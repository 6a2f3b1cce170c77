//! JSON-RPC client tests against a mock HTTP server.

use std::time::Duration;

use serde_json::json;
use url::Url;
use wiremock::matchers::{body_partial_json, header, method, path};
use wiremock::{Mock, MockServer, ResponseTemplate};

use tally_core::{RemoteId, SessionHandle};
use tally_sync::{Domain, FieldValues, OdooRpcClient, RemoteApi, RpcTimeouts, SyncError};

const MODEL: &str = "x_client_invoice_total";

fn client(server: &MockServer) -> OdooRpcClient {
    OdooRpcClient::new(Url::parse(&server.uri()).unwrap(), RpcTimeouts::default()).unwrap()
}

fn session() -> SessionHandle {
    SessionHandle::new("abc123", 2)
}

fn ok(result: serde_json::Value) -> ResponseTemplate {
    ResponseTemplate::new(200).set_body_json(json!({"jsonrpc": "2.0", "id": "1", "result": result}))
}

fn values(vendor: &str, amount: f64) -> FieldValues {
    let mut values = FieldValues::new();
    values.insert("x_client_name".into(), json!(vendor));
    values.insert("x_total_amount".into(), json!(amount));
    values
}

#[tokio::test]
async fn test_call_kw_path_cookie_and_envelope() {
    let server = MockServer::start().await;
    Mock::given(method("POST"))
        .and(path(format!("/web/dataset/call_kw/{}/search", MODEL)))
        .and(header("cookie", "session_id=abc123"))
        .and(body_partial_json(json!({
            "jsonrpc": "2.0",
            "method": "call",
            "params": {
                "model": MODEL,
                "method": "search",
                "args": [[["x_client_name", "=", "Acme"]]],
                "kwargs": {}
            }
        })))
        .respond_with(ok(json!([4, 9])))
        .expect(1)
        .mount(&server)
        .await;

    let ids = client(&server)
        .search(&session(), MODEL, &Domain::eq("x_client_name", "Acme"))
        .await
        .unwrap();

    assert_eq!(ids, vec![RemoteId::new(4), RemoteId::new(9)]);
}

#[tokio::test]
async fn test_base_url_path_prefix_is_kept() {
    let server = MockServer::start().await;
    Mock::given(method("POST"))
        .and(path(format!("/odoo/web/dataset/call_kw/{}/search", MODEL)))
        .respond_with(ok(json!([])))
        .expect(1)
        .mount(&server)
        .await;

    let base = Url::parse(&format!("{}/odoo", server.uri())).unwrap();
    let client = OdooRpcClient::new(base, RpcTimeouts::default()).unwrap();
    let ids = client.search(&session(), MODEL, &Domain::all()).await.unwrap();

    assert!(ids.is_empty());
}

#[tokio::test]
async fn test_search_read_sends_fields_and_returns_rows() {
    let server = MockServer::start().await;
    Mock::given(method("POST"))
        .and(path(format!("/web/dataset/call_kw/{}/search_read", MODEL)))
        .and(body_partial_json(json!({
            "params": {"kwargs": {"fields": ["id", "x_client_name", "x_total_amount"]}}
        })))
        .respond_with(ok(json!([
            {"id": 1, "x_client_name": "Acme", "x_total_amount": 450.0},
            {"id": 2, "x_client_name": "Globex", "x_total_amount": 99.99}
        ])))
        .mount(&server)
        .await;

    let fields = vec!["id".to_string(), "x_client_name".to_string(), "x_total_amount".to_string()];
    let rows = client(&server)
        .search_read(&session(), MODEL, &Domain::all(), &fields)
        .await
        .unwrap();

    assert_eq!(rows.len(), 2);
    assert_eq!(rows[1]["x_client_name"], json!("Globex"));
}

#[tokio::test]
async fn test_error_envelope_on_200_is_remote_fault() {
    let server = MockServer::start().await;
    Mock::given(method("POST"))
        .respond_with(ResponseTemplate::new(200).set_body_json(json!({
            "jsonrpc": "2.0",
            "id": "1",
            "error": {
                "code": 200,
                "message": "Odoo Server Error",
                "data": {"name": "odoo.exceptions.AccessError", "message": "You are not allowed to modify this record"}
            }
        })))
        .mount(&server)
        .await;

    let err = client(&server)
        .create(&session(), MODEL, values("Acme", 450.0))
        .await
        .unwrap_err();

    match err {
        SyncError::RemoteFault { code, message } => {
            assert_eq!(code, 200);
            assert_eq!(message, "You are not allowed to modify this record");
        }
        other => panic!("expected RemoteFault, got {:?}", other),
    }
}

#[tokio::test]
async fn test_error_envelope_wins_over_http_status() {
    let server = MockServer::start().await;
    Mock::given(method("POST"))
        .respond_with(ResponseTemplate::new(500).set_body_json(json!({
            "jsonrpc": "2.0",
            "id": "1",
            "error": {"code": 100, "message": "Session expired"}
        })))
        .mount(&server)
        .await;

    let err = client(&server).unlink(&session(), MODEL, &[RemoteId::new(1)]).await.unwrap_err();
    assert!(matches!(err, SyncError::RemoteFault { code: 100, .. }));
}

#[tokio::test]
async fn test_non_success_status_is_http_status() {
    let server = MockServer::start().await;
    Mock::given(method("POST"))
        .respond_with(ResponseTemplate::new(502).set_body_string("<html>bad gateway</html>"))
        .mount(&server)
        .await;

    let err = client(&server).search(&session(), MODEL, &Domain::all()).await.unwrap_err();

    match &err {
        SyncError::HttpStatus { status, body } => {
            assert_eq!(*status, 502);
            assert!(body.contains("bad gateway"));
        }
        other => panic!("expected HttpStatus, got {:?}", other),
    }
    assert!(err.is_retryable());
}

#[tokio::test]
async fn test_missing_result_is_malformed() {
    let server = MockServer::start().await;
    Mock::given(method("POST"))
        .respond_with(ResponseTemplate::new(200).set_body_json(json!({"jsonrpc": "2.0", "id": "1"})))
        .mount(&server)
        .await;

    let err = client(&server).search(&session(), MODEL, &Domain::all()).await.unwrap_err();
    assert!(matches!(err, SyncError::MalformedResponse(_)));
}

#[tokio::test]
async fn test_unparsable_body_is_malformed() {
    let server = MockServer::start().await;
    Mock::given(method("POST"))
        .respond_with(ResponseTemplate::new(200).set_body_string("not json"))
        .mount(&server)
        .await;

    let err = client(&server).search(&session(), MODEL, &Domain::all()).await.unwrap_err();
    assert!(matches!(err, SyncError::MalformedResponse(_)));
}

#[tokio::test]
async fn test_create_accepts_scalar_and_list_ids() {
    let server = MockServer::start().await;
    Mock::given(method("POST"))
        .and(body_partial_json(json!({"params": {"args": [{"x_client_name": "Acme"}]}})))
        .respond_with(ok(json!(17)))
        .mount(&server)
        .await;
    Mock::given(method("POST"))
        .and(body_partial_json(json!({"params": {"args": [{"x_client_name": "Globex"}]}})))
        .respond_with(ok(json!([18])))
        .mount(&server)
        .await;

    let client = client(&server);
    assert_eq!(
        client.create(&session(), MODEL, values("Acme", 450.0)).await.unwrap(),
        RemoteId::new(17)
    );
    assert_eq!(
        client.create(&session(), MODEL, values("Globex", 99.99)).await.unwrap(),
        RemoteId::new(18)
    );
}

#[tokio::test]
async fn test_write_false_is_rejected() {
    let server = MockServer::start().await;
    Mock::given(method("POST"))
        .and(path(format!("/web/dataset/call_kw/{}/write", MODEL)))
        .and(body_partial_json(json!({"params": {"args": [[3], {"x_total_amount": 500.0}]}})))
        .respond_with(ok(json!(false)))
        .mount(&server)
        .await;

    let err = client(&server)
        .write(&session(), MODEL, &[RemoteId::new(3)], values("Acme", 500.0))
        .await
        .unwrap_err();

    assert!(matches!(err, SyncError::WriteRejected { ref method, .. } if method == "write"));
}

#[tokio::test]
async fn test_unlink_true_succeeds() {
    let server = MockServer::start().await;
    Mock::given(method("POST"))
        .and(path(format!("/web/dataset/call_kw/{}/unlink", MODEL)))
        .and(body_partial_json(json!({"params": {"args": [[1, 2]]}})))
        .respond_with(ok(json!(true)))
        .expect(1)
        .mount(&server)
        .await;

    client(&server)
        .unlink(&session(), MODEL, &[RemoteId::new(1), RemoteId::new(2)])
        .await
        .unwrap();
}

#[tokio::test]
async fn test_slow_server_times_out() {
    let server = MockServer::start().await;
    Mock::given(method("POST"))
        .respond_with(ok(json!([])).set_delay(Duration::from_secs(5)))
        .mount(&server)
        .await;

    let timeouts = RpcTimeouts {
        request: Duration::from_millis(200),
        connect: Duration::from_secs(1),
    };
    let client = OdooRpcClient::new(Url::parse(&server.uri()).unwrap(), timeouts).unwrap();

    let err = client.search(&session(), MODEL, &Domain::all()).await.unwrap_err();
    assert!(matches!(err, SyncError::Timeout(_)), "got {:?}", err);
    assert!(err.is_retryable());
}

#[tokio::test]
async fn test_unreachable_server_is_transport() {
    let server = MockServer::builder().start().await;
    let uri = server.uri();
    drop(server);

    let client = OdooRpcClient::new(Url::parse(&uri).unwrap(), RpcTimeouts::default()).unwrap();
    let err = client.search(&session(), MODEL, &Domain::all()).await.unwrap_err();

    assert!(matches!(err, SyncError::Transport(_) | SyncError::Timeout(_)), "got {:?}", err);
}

+ + + +

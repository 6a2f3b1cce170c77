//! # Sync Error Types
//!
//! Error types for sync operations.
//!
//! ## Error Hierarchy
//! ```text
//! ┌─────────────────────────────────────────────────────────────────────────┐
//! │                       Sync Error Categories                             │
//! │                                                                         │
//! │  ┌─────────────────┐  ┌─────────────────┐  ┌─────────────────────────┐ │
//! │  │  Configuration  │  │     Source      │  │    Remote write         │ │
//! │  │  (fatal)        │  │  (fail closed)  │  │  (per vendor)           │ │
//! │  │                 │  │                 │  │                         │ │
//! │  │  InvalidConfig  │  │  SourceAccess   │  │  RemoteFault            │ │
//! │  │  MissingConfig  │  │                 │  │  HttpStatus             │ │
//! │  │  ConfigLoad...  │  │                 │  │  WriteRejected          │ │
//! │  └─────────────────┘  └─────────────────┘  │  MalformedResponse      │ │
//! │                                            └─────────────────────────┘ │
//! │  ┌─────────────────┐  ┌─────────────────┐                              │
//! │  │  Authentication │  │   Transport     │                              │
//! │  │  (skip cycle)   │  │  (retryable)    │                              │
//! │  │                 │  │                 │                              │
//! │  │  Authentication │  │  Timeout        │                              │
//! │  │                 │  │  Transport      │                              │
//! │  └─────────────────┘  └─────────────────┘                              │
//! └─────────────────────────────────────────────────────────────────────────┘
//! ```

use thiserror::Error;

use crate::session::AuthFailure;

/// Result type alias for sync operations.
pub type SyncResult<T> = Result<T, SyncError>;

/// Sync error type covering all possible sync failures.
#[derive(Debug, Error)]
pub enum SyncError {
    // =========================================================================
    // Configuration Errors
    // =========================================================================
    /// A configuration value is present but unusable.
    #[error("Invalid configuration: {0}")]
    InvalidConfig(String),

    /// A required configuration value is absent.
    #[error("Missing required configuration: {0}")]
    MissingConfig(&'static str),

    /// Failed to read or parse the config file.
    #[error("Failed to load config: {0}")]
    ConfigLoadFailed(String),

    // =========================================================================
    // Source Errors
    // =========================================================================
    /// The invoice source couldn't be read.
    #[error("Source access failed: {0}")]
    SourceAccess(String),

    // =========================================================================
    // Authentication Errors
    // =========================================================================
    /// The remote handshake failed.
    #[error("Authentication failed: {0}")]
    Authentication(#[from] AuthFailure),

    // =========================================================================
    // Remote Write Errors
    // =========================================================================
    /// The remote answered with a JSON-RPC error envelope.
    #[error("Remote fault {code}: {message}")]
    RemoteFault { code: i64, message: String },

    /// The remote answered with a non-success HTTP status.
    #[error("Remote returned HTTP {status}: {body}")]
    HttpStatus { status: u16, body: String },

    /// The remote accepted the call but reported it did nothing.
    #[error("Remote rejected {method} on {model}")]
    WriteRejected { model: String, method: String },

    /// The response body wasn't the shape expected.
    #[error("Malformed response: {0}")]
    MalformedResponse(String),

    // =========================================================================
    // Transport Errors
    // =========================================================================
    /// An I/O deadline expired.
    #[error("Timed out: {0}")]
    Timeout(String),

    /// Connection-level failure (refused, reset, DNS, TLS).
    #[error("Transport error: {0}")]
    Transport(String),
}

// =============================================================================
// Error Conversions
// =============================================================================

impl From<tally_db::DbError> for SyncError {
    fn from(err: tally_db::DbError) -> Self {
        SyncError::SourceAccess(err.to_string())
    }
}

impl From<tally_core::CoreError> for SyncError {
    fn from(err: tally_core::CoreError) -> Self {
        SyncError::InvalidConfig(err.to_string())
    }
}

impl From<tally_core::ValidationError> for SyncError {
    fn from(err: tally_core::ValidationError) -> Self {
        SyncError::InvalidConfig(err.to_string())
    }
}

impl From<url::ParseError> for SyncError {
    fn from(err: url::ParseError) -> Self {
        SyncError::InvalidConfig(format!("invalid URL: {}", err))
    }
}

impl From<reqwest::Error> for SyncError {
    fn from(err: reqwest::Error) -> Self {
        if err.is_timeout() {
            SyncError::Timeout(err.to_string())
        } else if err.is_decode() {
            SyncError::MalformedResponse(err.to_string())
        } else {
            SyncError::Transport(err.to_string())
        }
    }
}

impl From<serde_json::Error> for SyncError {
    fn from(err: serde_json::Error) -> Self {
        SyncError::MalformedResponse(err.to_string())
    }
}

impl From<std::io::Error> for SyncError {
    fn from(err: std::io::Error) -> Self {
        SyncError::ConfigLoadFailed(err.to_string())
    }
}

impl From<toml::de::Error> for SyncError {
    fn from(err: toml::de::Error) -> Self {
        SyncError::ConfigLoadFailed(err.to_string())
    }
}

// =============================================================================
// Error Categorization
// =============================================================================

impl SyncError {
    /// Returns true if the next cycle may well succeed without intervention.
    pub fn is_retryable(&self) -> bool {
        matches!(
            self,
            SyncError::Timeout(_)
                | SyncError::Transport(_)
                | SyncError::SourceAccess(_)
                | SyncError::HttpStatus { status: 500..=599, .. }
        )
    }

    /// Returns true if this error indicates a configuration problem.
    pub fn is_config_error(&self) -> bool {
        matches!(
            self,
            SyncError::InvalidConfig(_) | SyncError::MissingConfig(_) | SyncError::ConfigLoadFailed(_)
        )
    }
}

+ + + +

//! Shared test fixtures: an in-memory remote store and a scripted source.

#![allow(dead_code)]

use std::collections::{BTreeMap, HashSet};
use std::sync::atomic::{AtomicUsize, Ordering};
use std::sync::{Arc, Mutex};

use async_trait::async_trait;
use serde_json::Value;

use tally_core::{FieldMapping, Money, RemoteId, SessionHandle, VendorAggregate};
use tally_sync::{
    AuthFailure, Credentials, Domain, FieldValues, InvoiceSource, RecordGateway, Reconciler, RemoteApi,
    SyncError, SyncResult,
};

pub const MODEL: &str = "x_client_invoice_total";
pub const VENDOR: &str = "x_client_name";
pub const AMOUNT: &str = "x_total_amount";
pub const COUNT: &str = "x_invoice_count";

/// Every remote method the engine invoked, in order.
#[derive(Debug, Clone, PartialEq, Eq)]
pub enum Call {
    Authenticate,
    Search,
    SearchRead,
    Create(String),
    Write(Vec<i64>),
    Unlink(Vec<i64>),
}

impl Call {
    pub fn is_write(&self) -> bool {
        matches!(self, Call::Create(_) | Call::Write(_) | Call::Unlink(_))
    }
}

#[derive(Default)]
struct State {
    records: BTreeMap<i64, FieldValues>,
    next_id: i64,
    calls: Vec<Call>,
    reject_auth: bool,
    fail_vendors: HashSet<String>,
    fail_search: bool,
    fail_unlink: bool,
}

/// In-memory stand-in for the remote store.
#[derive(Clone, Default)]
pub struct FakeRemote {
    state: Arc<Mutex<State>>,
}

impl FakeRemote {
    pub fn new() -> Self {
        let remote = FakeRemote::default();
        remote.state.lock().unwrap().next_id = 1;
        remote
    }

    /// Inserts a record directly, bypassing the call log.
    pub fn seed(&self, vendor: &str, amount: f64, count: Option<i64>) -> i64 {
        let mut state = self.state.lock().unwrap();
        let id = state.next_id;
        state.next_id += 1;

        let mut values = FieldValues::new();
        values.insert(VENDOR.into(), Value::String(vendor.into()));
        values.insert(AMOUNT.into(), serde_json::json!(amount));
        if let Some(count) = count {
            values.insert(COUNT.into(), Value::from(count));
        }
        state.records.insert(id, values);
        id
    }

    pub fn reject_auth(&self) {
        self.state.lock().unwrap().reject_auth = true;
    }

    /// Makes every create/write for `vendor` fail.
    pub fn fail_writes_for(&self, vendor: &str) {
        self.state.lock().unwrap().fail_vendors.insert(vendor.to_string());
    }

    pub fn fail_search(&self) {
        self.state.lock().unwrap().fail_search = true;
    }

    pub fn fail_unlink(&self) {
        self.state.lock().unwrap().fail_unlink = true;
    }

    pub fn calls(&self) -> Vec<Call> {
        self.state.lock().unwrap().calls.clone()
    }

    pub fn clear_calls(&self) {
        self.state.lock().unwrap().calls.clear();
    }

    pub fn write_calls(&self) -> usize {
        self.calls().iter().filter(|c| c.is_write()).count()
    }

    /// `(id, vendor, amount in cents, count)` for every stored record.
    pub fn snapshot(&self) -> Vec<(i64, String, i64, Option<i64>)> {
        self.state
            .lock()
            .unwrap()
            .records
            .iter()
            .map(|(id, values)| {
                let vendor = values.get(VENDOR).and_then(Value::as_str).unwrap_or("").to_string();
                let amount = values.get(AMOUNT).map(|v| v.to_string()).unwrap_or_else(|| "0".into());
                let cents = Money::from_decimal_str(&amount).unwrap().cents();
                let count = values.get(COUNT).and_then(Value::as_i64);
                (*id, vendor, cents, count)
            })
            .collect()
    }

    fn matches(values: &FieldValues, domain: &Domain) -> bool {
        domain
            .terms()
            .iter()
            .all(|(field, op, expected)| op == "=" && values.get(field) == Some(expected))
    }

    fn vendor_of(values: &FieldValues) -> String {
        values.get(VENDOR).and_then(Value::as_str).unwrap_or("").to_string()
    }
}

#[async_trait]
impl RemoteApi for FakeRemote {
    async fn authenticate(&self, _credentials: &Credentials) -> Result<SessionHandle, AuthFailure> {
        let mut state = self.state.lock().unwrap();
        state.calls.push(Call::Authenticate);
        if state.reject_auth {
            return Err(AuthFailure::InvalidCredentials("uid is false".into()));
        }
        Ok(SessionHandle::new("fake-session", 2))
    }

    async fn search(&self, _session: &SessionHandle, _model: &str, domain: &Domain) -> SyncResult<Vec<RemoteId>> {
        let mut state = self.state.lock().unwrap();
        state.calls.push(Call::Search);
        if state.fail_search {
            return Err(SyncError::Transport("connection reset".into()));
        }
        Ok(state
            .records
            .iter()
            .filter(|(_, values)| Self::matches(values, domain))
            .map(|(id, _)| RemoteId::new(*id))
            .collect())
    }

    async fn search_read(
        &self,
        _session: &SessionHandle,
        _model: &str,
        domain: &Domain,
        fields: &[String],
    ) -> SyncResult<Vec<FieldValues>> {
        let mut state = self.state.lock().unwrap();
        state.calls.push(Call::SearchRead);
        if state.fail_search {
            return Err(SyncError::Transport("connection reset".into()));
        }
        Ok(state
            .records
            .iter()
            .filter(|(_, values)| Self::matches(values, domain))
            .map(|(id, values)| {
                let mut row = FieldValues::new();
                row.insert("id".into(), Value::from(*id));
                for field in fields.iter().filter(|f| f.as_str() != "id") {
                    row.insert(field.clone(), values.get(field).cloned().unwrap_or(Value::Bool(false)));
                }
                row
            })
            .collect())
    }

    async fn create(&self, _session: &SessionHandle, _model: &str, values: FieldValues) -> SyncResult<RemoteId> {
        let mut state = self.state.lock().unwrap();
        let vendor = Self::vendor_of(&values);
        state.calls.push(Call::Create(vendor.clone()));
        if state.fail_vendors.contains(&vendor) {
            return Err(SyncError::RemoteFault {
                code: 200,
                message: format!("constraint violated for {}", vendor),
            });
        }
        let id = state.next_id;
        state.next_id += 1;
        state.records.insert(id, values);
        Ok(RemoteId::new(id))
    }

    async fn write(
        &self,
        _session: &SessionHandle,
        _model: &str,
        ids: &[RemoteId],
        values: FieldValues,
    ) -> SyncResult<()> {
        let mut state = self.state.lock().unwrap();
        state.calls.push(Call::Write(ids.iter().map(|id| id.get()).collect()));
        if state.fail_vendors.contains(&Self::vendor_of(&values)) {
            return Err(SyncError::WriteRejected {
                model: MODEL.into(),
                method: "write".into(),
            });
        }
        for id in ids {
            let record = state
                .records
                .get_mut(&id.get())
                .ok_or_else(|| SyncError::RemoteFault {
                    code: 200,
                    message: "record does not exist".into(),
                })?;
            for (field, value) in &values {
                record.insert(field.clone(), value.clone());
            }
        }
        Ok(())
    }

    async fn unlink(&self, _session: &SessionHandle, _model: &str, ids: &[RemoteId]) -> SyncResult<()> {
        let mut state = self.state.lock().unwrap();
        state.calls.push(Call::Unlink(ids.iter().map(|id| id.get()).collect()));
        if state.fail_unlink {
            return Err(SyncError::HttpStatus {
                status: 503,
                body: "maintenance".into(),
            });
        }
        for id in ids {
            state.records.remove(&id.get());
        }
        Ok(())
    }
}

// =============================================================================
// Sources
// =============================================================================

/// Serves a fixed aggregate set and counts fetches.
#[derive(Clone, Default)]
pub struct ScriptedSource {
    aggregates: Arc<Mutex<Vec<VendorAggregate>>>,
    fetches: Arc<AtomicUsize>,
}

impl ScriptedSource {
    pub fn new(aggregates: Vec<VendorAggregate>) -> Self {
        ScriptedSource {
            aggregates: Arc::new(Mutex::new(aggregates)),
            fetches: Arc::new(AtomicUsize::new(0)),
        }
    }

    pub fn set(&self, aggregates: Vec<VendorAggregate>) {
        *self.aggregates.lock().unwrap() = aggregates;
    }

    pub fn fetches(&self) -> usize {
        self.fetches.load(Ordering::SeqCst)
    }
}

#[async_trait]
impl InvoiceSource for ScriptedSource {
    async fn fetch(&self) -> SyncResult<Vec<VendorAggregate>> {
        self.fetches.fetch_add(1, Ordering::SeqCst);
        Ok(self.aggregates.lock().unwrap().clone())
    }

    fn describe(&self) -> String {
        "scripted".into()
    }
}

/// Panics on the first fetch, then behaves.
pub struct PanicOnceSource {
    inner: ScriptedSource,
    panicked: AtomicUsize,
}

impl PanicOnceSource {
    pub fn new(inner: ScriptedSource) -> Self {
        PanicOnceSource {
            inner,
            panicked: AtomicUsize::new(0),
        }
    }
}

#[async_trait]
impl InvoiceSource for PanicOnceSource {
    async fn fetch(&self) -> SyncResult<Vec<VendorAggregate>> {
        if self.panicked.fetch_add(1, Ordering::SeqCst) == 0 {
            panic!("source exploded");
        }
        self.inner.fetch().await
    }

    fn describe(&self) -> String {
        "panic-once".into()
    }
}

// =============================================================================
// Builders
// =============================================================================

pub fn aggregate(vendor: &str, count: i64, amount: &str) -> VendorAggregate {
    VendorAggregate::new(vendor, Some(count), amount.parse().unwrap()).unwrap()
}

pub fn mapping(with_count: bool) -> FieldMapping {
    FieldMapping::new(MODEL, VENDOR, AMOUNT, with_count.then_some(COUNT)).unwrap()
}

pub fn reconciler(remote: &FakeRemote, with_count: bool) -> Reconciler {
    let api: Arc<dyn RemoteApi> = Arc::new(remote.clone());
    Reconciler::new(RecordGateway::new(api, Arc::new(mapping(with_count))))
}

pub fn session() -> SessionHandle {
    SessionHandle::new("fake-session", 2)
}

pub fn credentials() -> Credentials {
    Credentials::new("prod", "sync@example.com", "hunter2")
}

+ + + +

* [What the task asks]
Only one number is expected: the count of lines above that contain the string "answered".

* [Answer for this exercise]
2